//! V4L2 still capture via the `v4l` crate.

use crate::frame::{self, Frame};
use std::path::Path;
use thiserror::Error;
use v4l::buffer::Type as BufType;
use v4l::io::traits::CaptureStream;
use v4l::prelude::*;
use v4l::video::Capture;
use v4l::FourCC;

const CAPTURE_WIDTH: u32 = 1280;
const CAPTURE_HEIGHT: u32 = 720;
/// Frames dropped after stream start while auto-exposure settles.
const SETTLE_FRAMES: usize = 3;
const STREAM_BUFFERS: u32 = 4;

#[derive(Error, Debug)]
pub enum CameraError {
    #[error("device not found: {0}")]
    DeviceNotFound(String),
    #[error("capture failed: {0}")]
    CaptureFailed(String),
    #[error("device busy")]
    DeviceBusy,
    #[error("format negotiation failed: {0}")]
    FormatNegotiationFailed(String),
    #[error("streaming not supported")]
    StreamingNotSupported,
    #[error("no usable frame after {0} attempts (all frames dark)")]
    AllFramesDark(usize),
    #[error("no capture devices configured")]
    NoDevices,
}

/// Info about a discovered V4L2 device.
#[derive(Debug, Clone)]
pub struct DeviceInfo {
    pub path: String,
    pub name: String,
    pub driver: String,
    pub bus: String,
}

/// Negotiated pixel format for the camera.
#[derive(Debug, Clone, Copy, PartialEq, Eq)]
pub enum PixelFormat {
    /// YUYV 4:2:2 packed (2 bytes/pixel, extract Y channel).
    Yuyv,
    /// 8-bit grayscale.
    Grey,
    /// 16-bit little-endian grayscale.
    Y16,
}

impl PixelFormat {
    fn from_fourcc(fourcc: FourCC) -> Option<Self> {
        if fourcc == FourCC::new(b"YUYV") {
            Some(PixelFormat::Yuyv)
        } else if fourcc == FourCC::new(b"GREY") {
            Some(PixelFormat::Grey)
        } else if fourcc == FourCC::new(b"Y16 ") || fourcc == FourCC::new(b"Y16\0") {
            Some(PixelFormat::Y16)
        } else {
            None
        }
    }
}

/// V4L2 camera device handle.
pub struct Camera {
    device: Device,
    pub width: u32,
    pub height: u32,
    pub device_path: String,
    pixel_format: PixelFormat,
}

impl Camera {
    /// Open a V4L2 camera device by path (e.g., "/dev/video0").
    pub fn open(device_path: &str) -> Result<Self, CameraError> {
        if !Path::new(device_path).exists() {
            return Err(CameraError::DeviceNotFound(device_path.to_string()));
        }

        let device = Device::with_path(device_path).map_err(|e| {
            if e.to_string().contains("busy") || e.to_string().contains("EBUSY") {
                CameraError::DeviceBusy
            } else {
                CameraError::DeviceNotFound(format!("{device_path}: {e}"))
            }
        })?;

        let caps = device.query_caps().map_err(|e| {
            CameraError::CaptureFailed(format!("failed to query capabilities: {e}"))
        })?;
        if !caps.capabilities.contains(v4l::capability::Flags::VIDEO_CAPTURE) {
            return Err(CameraError::StreamingNotSupported);
        }

        let mut fmt = device.format().map_err(|e| {
            CameraError::FormatNegotiationFailed(format!("failed to get format: {e}"))
        })?;
        fmt.fourcc = FourCC::new(b"YUYV");
        fmt.width = CAPTURE_WIDTH;
        fmt.height = CAPTURE_HEIGHT;

        let negotiated = device.set_format(&fmt).map_err(|e| {
            CameraError::FormatNegotiationFailed(format!("failed to set format: {e}"))
        })?;

        let pixel_format = PixelFormat::from_fourcc(negotiated.fourcc).ok_or_else(|| {
            CameraError::FormatNegotiationFailed(format!(
                "unsupported pixel format: {:?} (need YUYV, GREY, or Y16)",
                negotiated.fourcc
            ))
        })?;

        tracing::info!(
            device = device_path,
            card = %caps.card,
            width = negotiated.width,
            height = negotiated.height,
            format = ?pixel_format,
            "opened camera"
        );

        Ok(Self {
            device,
            width: negotiated.width,
            height: negotiated.height,
            device_path: device_path.to_string(),
            pixel_format,
        })
    }

    /// Capture one usable still, skipping dark frames.
    ///
    /// Drops a few frames while exposure settles, then reads up to
    /// `max_attempts` frames and returns the first that is not dark.
    pub fn capture_still(&self, max_attempts: usize) -> Result<Frame, CameraError> {
        let mut stream = MmapStream::with_buffers(&self.device, BufType::VideoCapture, STREAM_BUFFERS)
            .map_err(|e| CameraError::CaptureFailed(format!("failed to create mmap stream: {e}")))?;

        for _ in 0..SETTLE_FRAMES {
            stream
                .next()
                .map_err(|e| CameraError::CaptureFailed(format!("failed to dequeue buffer: {e}")))?;
        }

        for _ in 0..max_attempts {
            let (buf, meta) = stream
                .next()
                .map_err(|e| CameraError::CaptureFailed(format!("failed to dequeue buffer: {e}")))?;

            let frame = Frame {
                data: self.buf_to_grayscale(buf)?,
                width: self.width,
                height: self.height,
                sequence: meta.sequence,
            };
            if frame.is_dark() {
                tracing::debug!(seq = meta.sequence, "skipping dark frame");
                continue;
            }
            tracing::debug!(
                seq = frame.sequence,
                brightness = frame.avg_brightness(),
                "captured still"
            );
            return Ok(frame);
        }

        Err(CameraError::AllFramesDark(max_attempts))
    }

    fn buf_to_grayscale(&self, buf: &[u8]) -> Result<Vec<u8>, CameraError> {
        let converted = match self.pixel_format {
            PixelFormat::Grey => {
                let pixels = (self.width * self.height) as usize;
                if buf.len() < pixels {
                    return Err(CameraError::CaptureFailed(format!(
                        "GREY buffer too short: expected {pixels}, got {}",
                        buf.len()
                    )));
                }
                Ok(buf[..pixels].to_vec())
            }
            PixelFormat::Y16 => frame::y16_to_grayscale(buf, self.width, self.height),
            PixelFormat::Yuyv => frame::yuyv_to_grayscale(buf, self.width, self.height),
        };
        converted.map_err(|e| CameraError::CaptureFailed(format!("{:?} conversion failed: {e}", self.pixel_format)))
    }

    /// List available V4L2 video capture devices.
    pub fn list_devices() -> Vec<DeviceInfo> {
        let mut devices = Vec::new();

        for i in 0..16 {
            let path = format!("/dev/video{i}");
            if !Path::new(&path).exists() {
                continue;
            }
            let Ok(dev) = Device::with_path(&path) else {
                continue;
            };
            let Ok(caps) = dev.query_caps() else {
                continue;
            };
            if !caps.capabilities.contains(v4l::capability::Flags::VIDEO_CAPTURE) {
                continue;
            }
            devices.push(DeviceInfo {
                path,
                name: caps.card.clone(),
                driver: caps.driver.clone(),
                bus: caps.bus.clone(),
            });
        }

        devices
    }
}

/// Ordered set of candidate cameras with one active at a time.
#[derive(Debug, Clone)]
pub struct CameraSelector {
    devices: Vec<String>,
    active: usize,
}

impl CameraSelector {
    pub fn new(devices: Vec<String>) -> Result<Self, CameraError> {
        if devices.is_empty() {
            return Err(CameraError::NoDevices);
        }
        Ok(Self { devices, active: 0 })
    }

    /// Use every capture device found on the system.
    pub fn discover() -> Result<Self, CameraError> {
        Self::new(Camera::list_devices().into_iter().map(|d| d.path).collect())
    }

    pub fn active(&self) -> &str {
        &self.devices[self.active]
    }

    /// Advance to the next camera, wrapping around. Returns the new device path.
    pub fn switch(&mut self) -> &str {
        self.active = (self.active + 1) % self.devices.len();
        tracing::info!(device = self.active(), "switched camera");
        self.active()
    }

    pub fn len(&self) -> usize {
        self.devices.len()
    }

    pub fn is_empty(&self) -> bool {
        self.devices.is_empty()
    }
}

::::::::

Word for word, write out every record.

Result of the task:
//! V4L2 still capture via the `v4l` crate.

use crate::frame::{self, Frame};
use std::path::Path;
use thiserror::Error;
use v4l::buffer::Type as BufType;
use v4l::io::traits::CaptureStream;
use v4l::prelude::*;
use v4l::video::Capture;
use v4l::FourCC;

const CAPTURE_WIDTH: u32 = 1280;
const CAPTURE_HEIGHT: u32 = 720;
/// Frames dropped after stream start while auto-exposure settles.
const SETTLE_FRAMES: usize = 3;
const STREAM_BUFFERS: u32 = 4;

#[derive(Error, Debug)]
pub enum CameraError {
    #[error("device not found: {0}")]
    DeviceNotFound(String),
    #[error("capture failed: {0}")]
    CaptureFailed(String),
    #[error("device busy")]
    DeviceBusy,
    #[error("format negotiation failed: {0}")]
    FormatNegotiationFailed(String),
    #[error("streaming not supported")]
    StreamingNotSupported,
    #[error("no usable frame after {0} attempts (all frames dark)")]
    AllFramesDark(usize),
    #[error("no capture devices configured")]
    NoDevices,
}

/// Info about a discovered V4L2 device.
#[derive(Debug, Clone)]
pub struct DeviceInfo {
    pub path: String,
    pub name: String,
    pub driver: String,
    pub bus: String,
}

/// Negotiated pixel format for the camera.
#[derive(Debug, Clone, Copy, PartialEq, Eq)]
pub enum PixelFormat {
    /// YUYV 4:2:2 packed (2 bytes/pixel, extract Y channel).
    Yuyv,
    /// 8-bit grayscale.
    Grey,
    /// 16-bit little-endian grayscale.
    Y16,
}

impl PixelFormat {
    fn from_fourcc(fourcc: FourCC) -> Option<Self> {
        if fourcc == FourCC::new(b"YUYV") {
            Some(PixelFormat::Yuyv)
        } else if fourcc == FourCC::new(b"GREY") {
            Some(PixelFormat::Grey)
        } else if fourcc == FourCC::new(b"Y16 ") || fourcc == FourCC::new(b"Y16\0") {
            Some(PixelFormat::Y16)
        } else {
            None
        }
    }
}

/// V4L2 camera device handle.
pub struct Camera {
    device: Device,
    pub width: u32,
    pub height: u32,
    pub device_path: String,
    pixel_format: PixelFormat,
}

impl Camera {
    /// Open a V4L2 camera device by path (e.g., "/dev/video0").
    pub fn open(device_path: &str) -> Result<Self, CameraError> {
        if !Path::new(device_path).exists() {
            return Err(CameraError::DeviceNotFound(device_path.to_string()));
        }

        let device = Device::with_path(device_path).map_err(|e| {
            if e.to_string().contains("busy") || e.to_string().contains("EBUSY") {
                CameraError::DeviceBusy
            } else {
                CameraError::DeviceNotFound(format!("{device_path}: {e}"))
            }
        })?;

        let caps = device.query_caps().map_err(|e| {
            CameraError::CaptureFailed(format!("failed to query capabilities: {e}"))
        })?;
        if !caps.capabilities.contains(v4l::capability::Flags::VIDEO_CAPTURE) {
            return Err(CameraError::StreamingNotSupported);
        }

        let mut fmt = device.format().map_err(|e| {
            CameraError::FormatNegotiationFailed(format!("failed to get format: {e}"))
        })?;
        fmt.fourcc = FourCC::new(b"YUYV");
        fmt.width = CAPTURE_WIDTH;
        fmt.height = CAPTURE_HEIGHT;

        let negotiated = device.set_format(&fmt).map_err(|e| {
            CameraError::FormatNegotiationFailed(format!("failed to set format: {e}"))
        })?;

        let pixel_format = PixelFormat::from_fourcc(negotiated.fourcc).ok_or_else(|| {
            CameraError::FormatNegotiationFailed(format!(
                "unsupported pixel format: {:?} (need YUYV, GREY, or Y16)",
                negotiated.fourcc
            ))
        })?;

        tracing::info!(
            device = device_path,
            card = %caps.card,
            width = negotiated.width,
            height = negotiated.height,
            format = ?pixel_format,
            "opened camera"
        );

        Ok(Self {
            device,
            width: negotiated.width,
            height: negotiated.height,
            device_path: device_path.to_string(),
            pixel_format,
        })
    }

    /// Capture one usable still, skipping dark frames.
    ///
    /// Drops a few frames while exposure settles, then reads up to
    /// `max_attempts` frames and returns the first that is not dark.
    pub fn capture_still(&self, max_attempts: usize) -> Result<Frame, CameraError> {
        let mut stream = MmapStream::with_buffers(&self.device, BufType::VideoCapture, STREAM_BUFFERS)
            .map_err(|e| CameraError::CaptureFailed(format!("failed to create mmap stream: {e}")))?;

        for _ in 0..SETTLE_FRAMES {
            stream
                .next()
                .map_err(|e| CameraError::CaptureFailed(format!("failed to dequeue buffer: {e}")))?;
        }

        for _ in 0..max_attempts {
            let (buf, meta) = stream
                .next()
                .map_err(|e| CameraError::CaptureFailed(format!("failed to dequeue buffer: {e}")))?;

            let frame = Frame {
                data: self.buf_to_grayscale(buf)?,
                width: self.width,
                height: self.height,
                sequence: meta.sequence,
            };
            if frame.is_dark() {
                tracing::debug!(seq = meta.sequence, "skipping dark frame");
                continue;
            }
            tracing::debug!(
                seq = frame.sequence,
                brightness = frame.avg_brightness(),
                "captured still"
            );
            return Ok(frame);
        }

        Err(CameraError::AllFramesDark(max_attempts))
    }

    fn buf_to_grayscale(&self, buf: &[u8]) -> Result<Vec<u8>, CameraError> {
        let converted = match self.pixel_format {
            PixelFormat::Grey => {
                let pixels = (self.width * self.height) as usize;
                if buf.len() < pixels {
                    return Err(CameraError::CaptureFailed(format!(
                        "GREY buffer too short: expected {pixels}, got {}",
                        buf.len()
                    )));
                }
                Ok(buf[..pixels].to_vec())
            }
            PixelFormat::Y16 => frame::y16_to_grayscale(buf, self.width, self.height),
            PixelFormat::Yuyv => frame::yuyv_to_grayscale(buf, self.width, self.height),
        };
        converted.map_err(|e| CameraError::CaptureFailed(format!("{:?} conversion failed: {e}", self.pixel_format)))
    }

    /// List available V4L2 video capture devices.
    pub fn list_devices() -> Vec<DeviceInfo> {
        let mut devices = Vec::new();

        for i in 0..16 {
            let path = format!("/dev/video{i}");
            if !Path::new(&path).exists() {
                continue;
            }
            let Ok(dev) = Device::with_path(&path) else {
                continue;
            };
            let Ok(caps) = dev.query_caps() else {
                continue;
            };
            if !caps.capabilities.contains(v4l::capability::Flags::VIDEO_CAPTURE) {
                continue;
            }
            devices.push(DeviceInfo {
                path,
                name: caps.card.clone(),
                driver: caps.driver.clone(),
                bus: caps.bus.clone(),
            });
        }

        devices
    }
}

/// Ordered set of candidate cameras with one active at a time.
#[derive(Debug, Clone)]
pub struct CameraSelector {
    devices: Vec<String>,
    active: usize,
}

impl CameraSelector {
    pub fn new(devices: Vec<String>) -> Result<Self, CameraError> {
        if devices.is_empty() {
            return Err(CameraError::NoDevices);
        }
        Ok(Self { devices, active: 0 })
    }

    /// Use every capture device found on the system.
    pub fn discover() -> Result<Self, CameraError> {
        Self::new(Camera::list_devices().into_iter().map(|d| d.path).collect())
    }

    pub fn active(&self) -> &str {
        &self.devices[self.active]
    }

    /// Advance to the next camera, wrapping around. Returns the new device path.
    pub fn switch(&mut self) -> &str {
        self.active = (self.active + 1) % self.devices.len();
        tracing::info!(device = self.active(), "switched camera");
        self.active()
    }

    pub fn len(&self) -> usize {
        self.devices.len()
    }

    pub fn is_empty(&self) -> bool {
        self.devices.is_empty()
    }
}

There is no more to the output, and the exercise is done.